Mer 29 Giugno 2022 — 00:32

Borsa italiana oggi: Eni, Generali, Moncler



L’apertura delle Borse europee è attesa oggi negativa

Borsa milano oggi

L’apertura delle Borse europee è attesa oggi sotto la parità, alla ripartenza dopo una seduta contrastata venerdì scorso che ha visto Piazza Affari chiudere in cauto rialzo (Ftse Mib +0,29% a 21.788 punti). La Borsa italiana ha mandato in archivio la settimana con un bilancio decisamente negativo (-3,36%) portando il consuntivo da inizio anno a -20,3%.

Le recenti turbolenze evidenziano i timori degli operatori per la stretta delle banche centrali, che se da una parte mirano a contrastare l’inflazione, dall’altra rischiano di impattare l’economia fino a provocare una recessione. La Fed ha appena alzato i tassi di ben 75 punti base e dovrebbe replicare a luglio con un aumento di 50-75 punti base, mentre la Bce prepara a sua volta la stretta ma si è dovuta impegnare a varare uno scudo anti-spread per placare i timori dei mercati.

In agenda oggi un discorso della presidente Bce, Christine Lagarde.

Mercati americani chiusi oggi per festività.
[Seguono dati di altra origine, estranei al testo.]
//! Sandbox teardown by tag discovery
//!
//! Every resource is resolved independently from its name tag, so a
//! sandbox that was only partially provisioned (or partially torn down
//! already) is cleaned up as far as it exists.

use crate::aws::ec2::Ec2Operations;
use crate::aws::locator::{ResourceQuery, locate, locate_all};
use crate::config::WaitSettings;
use crate::error::{Result, ignore_not_found};
use crate::wait::wait_for_state;
use netsandbox_common::{ResourceIds, ResourceKind, TagNamespace};
use tracing::{debug, info, instrument, warn};

const TERMINATED: &str = "terminated";

/// Resources resolved (and removed) by one teardown
#[derive(Debug, Clone, Default, PartialEq, Eq)]
pub struct TeardownReport {
    pub instance_id: Option<String>,
    pub subnet_id: Option<String>,
    pub security_group_id: Option<String>,
    pub vpc_id: Option<String>,
    pub internet_gateway_ids: Vec<String>,
}

impl From<TeardownReport> for ResourceIds {
    fn from(report: TeardownReport) -> Self {
        ResourceIds {
            vpc_id: report.vpc_id,
            subnet_id: report.subnet_id,
            instance_id: report.instance_id,
            security_group_id: report.security_group_id,
            internet_gateway_id: report.internet_gateway_ids.into_iter().next(),
            route_table_id: None,
        }
    }
}

/// Drives the `stop` phase
pub struct Teardown<'a, E> {
    ec2: &'a E,
    waits: &'a WaitSettings,
}

impl<'a, E: Ec2Operations> Teardown<'a, E> {
    pub fn new(ec2: &'a E, waits: &'a WaitSettings) -> Self {
        Self { ec2, waits }
    }

    /// Remove every sandbox resource tagged within `tags`.
    ///
    /// Missing resources are skipped. A security group that cannot be
    /// deleted aborts the run before the VPC is touched.
    #[instrument(skip_all, fields(name = %tags.name_value))]
    pub async fn teardown(&self, tags: &TagNamespace) -> Result<TeardownReport> {
        let ec2 = self.ec2;

        let mut report = TeardownReport {
            instance_id: locate(ec2, &ResourceQuery::instance(tags)).await?,
            subnet_id: locate(ec2, &ResourceQuery::subnet(tags)).await?,
            security_group_id: locate(ec2, &ResourceQuery::security_group(tags)).await?,
            vpc_id: locate(ec2, &ResourceQuery::vpc(tags)).await?,
            internet_gateway_ids: Vec::new(),
        };
        info!(
            instance_id = ?report.instance_id,
            subnet_id = ?report.subnet_id,
            sg_id = ?report.security_group_id,
            vpc_id = ?report.vpc_id,
            "Resolved sandbox resources"
        );

        if let Some(instance_id) = &report.instance_id {
            self.terminate_instance(instance_id).await?;
        }

        if let Some(subnet_id) = &report.subnet_id {
            match ignore_not_found(ec2.delete_subnet(subnet_id).await)? {
                Some(()) => info!(subnet_id = %subnet_id, "Subnet deleted"),
                None => debug!(subnet_id = %subnet_id, "Subnet already deleted"),
            }
        }

        if let Some(sg_id) = &report.security_group_id {
            match ignore_not_found(ec2.delete_security_group(sg_id).await) {
                Ok(Some(())) => info!(sg_id = %sg_id, "Security group deleted"),
                Ok(None) => debug!(sg_id = %sg_id, "Security group already deleted"),
                Err(e) => {
                    warn!(
                        sg_id = %sg_id,
                        kind = ?e.aws_error(),
                        error = %e,
                        "Failed to delete security group, skipping VPC cleanup"
                    );
                    return Err(e);
                }
            }
        }

        if let Some(vpc_id) = &report.vpc_id {
            report.internet_gateway_ids = self.delete_vpc(vpc_id).await?;
        }

        info!("Sandbox torn down");
        Ok(report)
    }

    async fn terminate_instance(&self, instance_id: &str) -> Result<()> {
        let ec2 = self.ec2;
        if ignore_not_found(ec2.terminate_instance(instance_id).await)?.is_none() {
            debug!(instance_id = %instance_id, "Instance already gone");
            return Ok(());
        }

        wait_for_state(
            &self.waits.instance,
            ResourceKind::Instance,
            instance_id,
            TERMINATED,
            || async move {
                // An instance that can no longer be described is gone
                match ec2.instance_state(instance_id).await {
                    Err(e) if e.is_not_found() => Ok(TERMINATED.to_string()),
                    other => other,
                }
            },
        )
        .await?;

        info!(instance_id = %instance_id, "Instance terminated");
        Ok(())
    }

    /// Detach and delete attached gateways, then delete the VPC
    async fn delete_vpc(&self, vpc_id: &str) -> Result<Vec<String>> {
        let ec2 = self.ec2;
        let gateway_ids = locate_all(ec2, &ResourceQuery::InternetGateways {
            vpc_id: vpc_id.to_string(),
        })
        .await?;

        for gateway_id in &gateway_ids {
            ignore_not_found(ec2.detach_internet_gateway(gateway_id, vpc_id).await)?;
            match ignore_not_found(ec2.delete_internet_gateway(gateway_id).await)? {
                Some(()) => info!(gateway_id = %gateway_id, "Internet gateway deleted"),
                None => debug!(gateway_id = %gateway_id, "Internet gateway already deleted"),
            }
        }

        match ignore_not_found(ec2.delete_vpc(vpc_id).await)? {
            Some(()) => info!(vpc_id = %vpc_id, "VPC deleted"),
            None => debug!(vpc_id = %vpc_id, "VPC already deleted"),
        }
        Ok(gateway_ids)
    }
}
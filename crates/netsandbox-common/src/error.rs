//! Request validation errors

use thiserror::Error;

/// Errors raised while turning a raw request into a validated [`Request`](crate::Request)
#[derive(Debug, Error)]
pub enum RequestError {
    /// Request body is not valid JSON or has the wrong shape
    #[error("Failed to parse request: {0}")]
    Parse(#[from] serde_json::Error),

    /// `state` is neither `start` nor `stop`
    #[error("state must be 'start' or 'stop', got: '{0}'")]
    UnknownMode(String),

    /// `ingress_rules` holds several nested rule lists
    #[error("ingress_rules must be a flat list of rules, got {0} nested lists")]
    NestedIngressRules(usize),

    /// A tag key or value that scopes discovery is empty
    #[error("{0} cannot be empty")]
    EmptyTagField(&'static str),
}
A Tokyo intanto il Nikkei ha chiuso con un -0,74% a 25.771 punti.

Sul forex, l’euro/dollaro guadagna terreno a 1,0530; il petrolio tenta un rimbalzo con il Brent a 113 dollari e il Wti a 110 dollari al barile.

Wall Street ha chiuso venerdì sera mista: Dow Jones -0,13% a 29.888 punti, S&P 500 +0,22% a 3.674 punti, Nasdaq +1,43% a 10.798 punti.

Borsa italiana oggi: le azioni in primo piano

Sulla Borsa di Milano, da segnalare lo stacco del dividendo da parte di una significativa pattuglia di titoli del Ftse Mib fra cui Poste Italiane, Snam, Terna, Exor, Hera, Leonardo, Stm. Fuori dal listino principale previsto lo stacco delle cedole di Acea, Ovs, Carel Industries, Acs-Agam, e su Euronext Growth di Leone Film Group, Masi Agricola.

Eni ha fatto il pieno di Gnl entrando nel più grande progetto al mondo di gas naturale liquefatto: la società italiana è stata infatti selezionata da Qatar Energy come nuovo partner internazionale per l’espansione del progetto North Field East, nel paese del Golfo. Qatar Energy deterrà una quota del 75% e Eni il restante 25%. La JV a sua volta deterrà il 12,5% dell’intero progetto, di cui fanno parte 4 mega treni Gnl con una capacità combinata di liquefazione pari a 32 milioni di tonnellate/anno (Mtpa).

Occhi puntati su Generali dopo che Francesco Gaetano Caltagirone ha ceduto il 2,5% della compagnia. La notizia è stata anticipata nel fine settimana da Repubblica e Sole 24 Ore. La vendita è avvenuta esercitando opzioni in scadenza e l’imprenditore è sceso intorno al 7,45% del capitale del Leone. Secondo quanto riportano i quotidiani, il pacchetto aveva un prezzo di esercizio che si aggirava intorno ai 18,5 euro per azione, superiore al valore di 15,61 euro cui tratta in questi giorni il titolo di Generali. Intanto proseguono i lavori per individuare il successore dello stesso Caltagirone in cda: il board dovrebbe tornare a riunirsi mercoledì, anticipato da una riunione del comitato nomine che dovrebbe svolgersi domani.

Fra le raccomandazioni di Borsa, gli analisti di Jefferies hanno tagliato il target price su Moncler da 60 a 50 euro, confermando il rating buy.

Da segnalare che Engineering ha sottoscritto gli accordi definitivi e vincolanti per l’acquisto di 58.287.622 azioni ordinarie pari al 43,209% del capitale sociale di Be al prezzo unitario (tenendo conto del dividendo approvato dall’assemblea in misura pari a 0,03 euro per azione) – di 3,45 euro per azione. Il closing dell’operazione, annunciata lo scorso febbraio alla firma di una lettera di intenti, è previsto entro il 31 dicembre: comporterà per Enginering l’obbligo di promuovere un’opa obbligatoria totalitaria sulle residue azioni di Be finalizzata al delisting nel caso in cui venisse a detenere una partecipazione superiore al 90%.